LXXII. Mais examinez à quoi vous sert le zèle de vos amis, la bonne volonté des associés de la ferme, les mesures que vous avez prises. Je m’expliquerai librement sur cet objet ; car je ne crains plus qu’on me reproche de parler avec l’animosité d’un accusateur, plutôt qu’avec l’indépendance d’un citoyen. Si les chefs de la compagnie n’avaient pas supprimé les lettres d’après un arrêté des décimateurs, je ne pourrais faire valoir contre vous ce que j’y aurais trouvé. Mais depuis cet arrêté, et la suppression des lettres, il m’est permis à moi de dire tout ce que je pourrai, et à un juge de soupçonner tout ce qu’il voudra.
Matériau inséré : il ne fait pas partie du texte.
//! Text format for programmes: one `title;start;duration` record per line.
//!
//! The `start` column is advisory. Scheduled times are always derived by
//! chaining durations from an anchor instant, so a reimported file lines up
//! behind whatever "now" is at import time.

use crate::model::{Activity, ScheduleError};
use chrono::{DateTime, Duration, Local, LocalResult, NaiveTime, TimeZone, Utc};
use log::warn;

/// Parses programme text into chained activities anchored at `now`.
///
/// Lines that do not split into exactly three fields are dropped without
/// complaint. A malformed duration only produces a warning and contributes
/// no time.
pub fn parse(text: &str, now: DateTime<Utc>) -> Vec<Activity> {
    let mut activities = Vec::new();
    let mut cursor = now;
    for (title, start_time, duration) in records(text) {
        let activity = Activity::planned(title, start_time, duration, cursor);
        cursor = activity.scheduled_end;
        activities.push(activity);
    }
    activities
}

/// Splits text into its well-formed `(title, start, duration)` records.
pub fn records(text: &str) -> Vec<(String, String, String)> {
    text.lines()
        .filter_map(|line| {
            let parts: Vec<&str> = line.split(';').collect();
            match parts.as_slice() {
                [title, start, duration] => Some((
                    title.trim().to_string(),
                    start.trim().to_string(),
                    duration.trim().to_string(),
                )),
                _ => None,
            }
        })
        .collect()
}

pub fn serialize(activities: &[Activity]) -> String {
    activities
        .iter()
        .map(|a| format!("{};{};{}", a.title, a.start_time, a.duration))
        .collect::<Vec<_>>()
        .join("\n")
}

/// Strict duration grammar: `M` or `M:S`, non-negative integers.
pub fn parse_duration(text: &str) -> Result<Duration, ScheduleError> {
    let raw = text.trim();
    let invalid = || ScheduleError::InvalidDuration(raw.to_string());
    let parts: Vec<&str> = raw.split(':').map(str::trim).collect();
    let (minutes, seconds) = match parts.as_slice() {
        [m] => (*m, "0"),
        [m, s] => (*m, *s),
        _ => return Err(invalid()),
    };
    let minutes: u32 = minutes.parse().map_err(|_| invalid())?;
    let seconds: u32 = seconds.parse().map_err(|_| invalid())?;
    Ok(Duration::minutes(i64::from(minutes)) + Duration::seconds(i64::from(seconds)))
}

/// Advances `start` by a duration string, leaving it untouched when the
/// duration cannot be read.
pub fn add_duration(start: DateTime<Utc>, duration: &str) -> DateTime<Utc> {
    match parse_duration(duration) {
        Ok(d) => start + d,
        Err(err) => {
            warn!("{}; adding no time", err);
            start
        }
    }
}

/// Resolves an `HH:MM` wall-clock time to the next occurrence at or after `now`.
pub fn parse_clock_time(text: &str, now: DateTime<Utc>) -> Result<DateTime<Utc>, ScheduleError> {
    let raw = text.trim();
    if raw.is_empty() {
        return Err(ScheduleError::MissingStartTime);
    }
    let invalid = || ScheduleError::InvalidStartTime(raw.to_string());
    let (h, m) = raw.split_once(':').ok_or_else(invalid)?;
    let hours: u32 = h.trim().parse().map_err(|_| invalid())?;
    let minutes: u32 = m.trim().parse().map_err(|_| invalid())?;
    let time = NaiveTime::from_hms_opt(hours, minutes, 0).ok_or_else(invalid)?;

    let local_now = now.with_timezone(&Local);
    let mut date = local_now.date_naive();
    for _ in 0..2 {
        let candidate = match Local.from_local_datetime(&date.and_time(time)) {
            LocalResult::Single(dt) | LocalResult::Ambiguous(dt, _) => dt.with_timezone(&Utc),
            LocalResult::None => return Err(invalid()),
        };
        if candidate >= now {
            return Ok(candidate);
        }
        date = date.succ_opt().ok_or_else(invalid)?;
    }
    Err(invalid())
}

pub fn clock_label(at: DateTime<Utc>) -> String {
    at.with_timezone(&Local).format("%H:%M").to_string()
}

#[cfg(test)]
mod tests {
    use super::*;

    fn t0() -> DateTime<Utc> {
        Utc.with_ymd_and_hms(2024, 3, 10, 9, 0, 0).unwrap()
    }

    #[test]
    fn chains_scheduled_times_from_now() {
        let now = t0();
        let parsed = parse("A;09:00;30\nB;09:30;15", now);
        assert_eq!(parsed.len(), 2);
        assert_eq!(parsed[0].scheduled_start, now);
        assert_eq!(parsed[0].scheduled_end, now + Duration::minutes(30));
        assert_eq!(parsed[1].scheduled_start, now + Duration::minutes(30));
        assert_eq!(parsed[1].scheduled_end, now + Duration::minutes(45));
        for pair in parsed.windows(2) {
            assert_eq!(pair[0].scheduled_end, pair[1].scheduled_start);
        }
    }

    #[test]
    fn parsing_never_starts_anything() {
        let parsed = parse("A;09:00;30\nB;09:30;15", t0());
        assert!(parsed
            .iter()
            .all(|a| a.actual_start.is_none() && a.actual_end.is_none()));
    }

    #[test]
    fn drops_malformed_lines() {
        let text = "Intro;09:00;5\njust a title\nToo;many;fields;here\n\nOutro;09:05;10";
        let parsed = parse(text, t0());
        let titles: Vec<&str> = parsed.iter().map(|a| a.title.as_str()).collect();
        assert_eq!(titles, vec!["Intro", "Outro"]);
    }

    #[test]
    fn bad_duration_adds_no_time() {
        let now = t0();
        let parsed = parse("Broken;09:00;ten\nNext;09:00;5", now);
        assert_eq!(parsed[0].scheduled_end, now);
        assert_eq!(parsed[1].scheduled_start, now);
        assert_eq!(parsed[1].scheduled_end, now + Duration::minutes(5));
    }

    #[test]
    fn duration_grammar() {
        assert_eq!(parse_duration("30").unwrap(), Duration::minutes(30));
        assert_eq!(
            parse_duration(" 2:30 ").unwrap(),
            Duration::milliseconds(60_000 * 2 + 1000 * 30)
        );
        assert_eq!(parse_duration("0:45").unwrap(), Duration::seconds(45));
        assert_eq!(parse_duration("90").unwrap(), Duration::minutes(90));
        for bad in ["", "abc", "1:2:3", "-5", "1.5", "5:", ":30"] {
            assert!(parse_duration(bad).is_err(), "{bad:?} should be rejected");
        }
    }

    #[test]
    fn add_duration_advances_exact_milliseconds() {
        let start = t0();
        for (m, s) in [(0u32, 0u32), (1, 0), (12, 7), (59, 59), (120, 5)] {
            let text = if s == 0 { m.to_string() } else { format!("{m}:{s}") };
            let expected = i64::from(60_000 * m + 1000 * s);
            assert_eq!((add_duration(start, &text) - start).num_milliseconds(), expected);
        }
        assert_eq!(add_duration(start, "nope"), start);
    }

    #[test]
    fn serialize_keeps_normalized_records() {
        let text = "  Welcome ; 09:00 ; 10 \ngarbage\nTalk;09:10;45:30\n";
        let out = serialize(&parse(text, t0()));
        assert_eq!(out, "Welcome;09:00;10\nTalk;09:10;45:30");
    }

    #[test]
    fn clock_time_rolls_forward_to_next_day() {
        let now = t0();
        assert_eq!(parse_clock_time(&clock_label(now), now).unwrap(), now);

        let earlier = now - Duration::hours(1);
        let resolved = parse_clock_time(&clock_label(earlier), now).unwrap();
        assert!(resolved > now);
        assert!(resolved - now <= Duration::hours(24));
    }

    #[test]
    fn clock_time_validation() {
        let now = t0();
        assert!(matches!(
            parse_clock_time("   ", now),
            Err(ScheduleError::MissingStartTime)
        ));
        for bad in ["9", "24:00", "12:60", "ab:cd", "-1:30"] {
            assert!(matches!(
                parse_clock_time(bad, now),
                Err(ScheduleError::InvalidStartTime(_))
            ));
        }
    }
}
Or je dis que vous avez transporté de Syracuse une grande quantité d’or, d’argent, d’ivoire, de pourpre, beaucoup d’étoffes de Malte, beaucoup de tapis, un grand nombre de vases de Délos, de Corinthe, d’énormes provisions de blé et de miel ; je dis que Canuléius, chargé de la perception, a écrit à la ferme, parce qu’on n’avait point payé pour tous ces articles les droits de sortie.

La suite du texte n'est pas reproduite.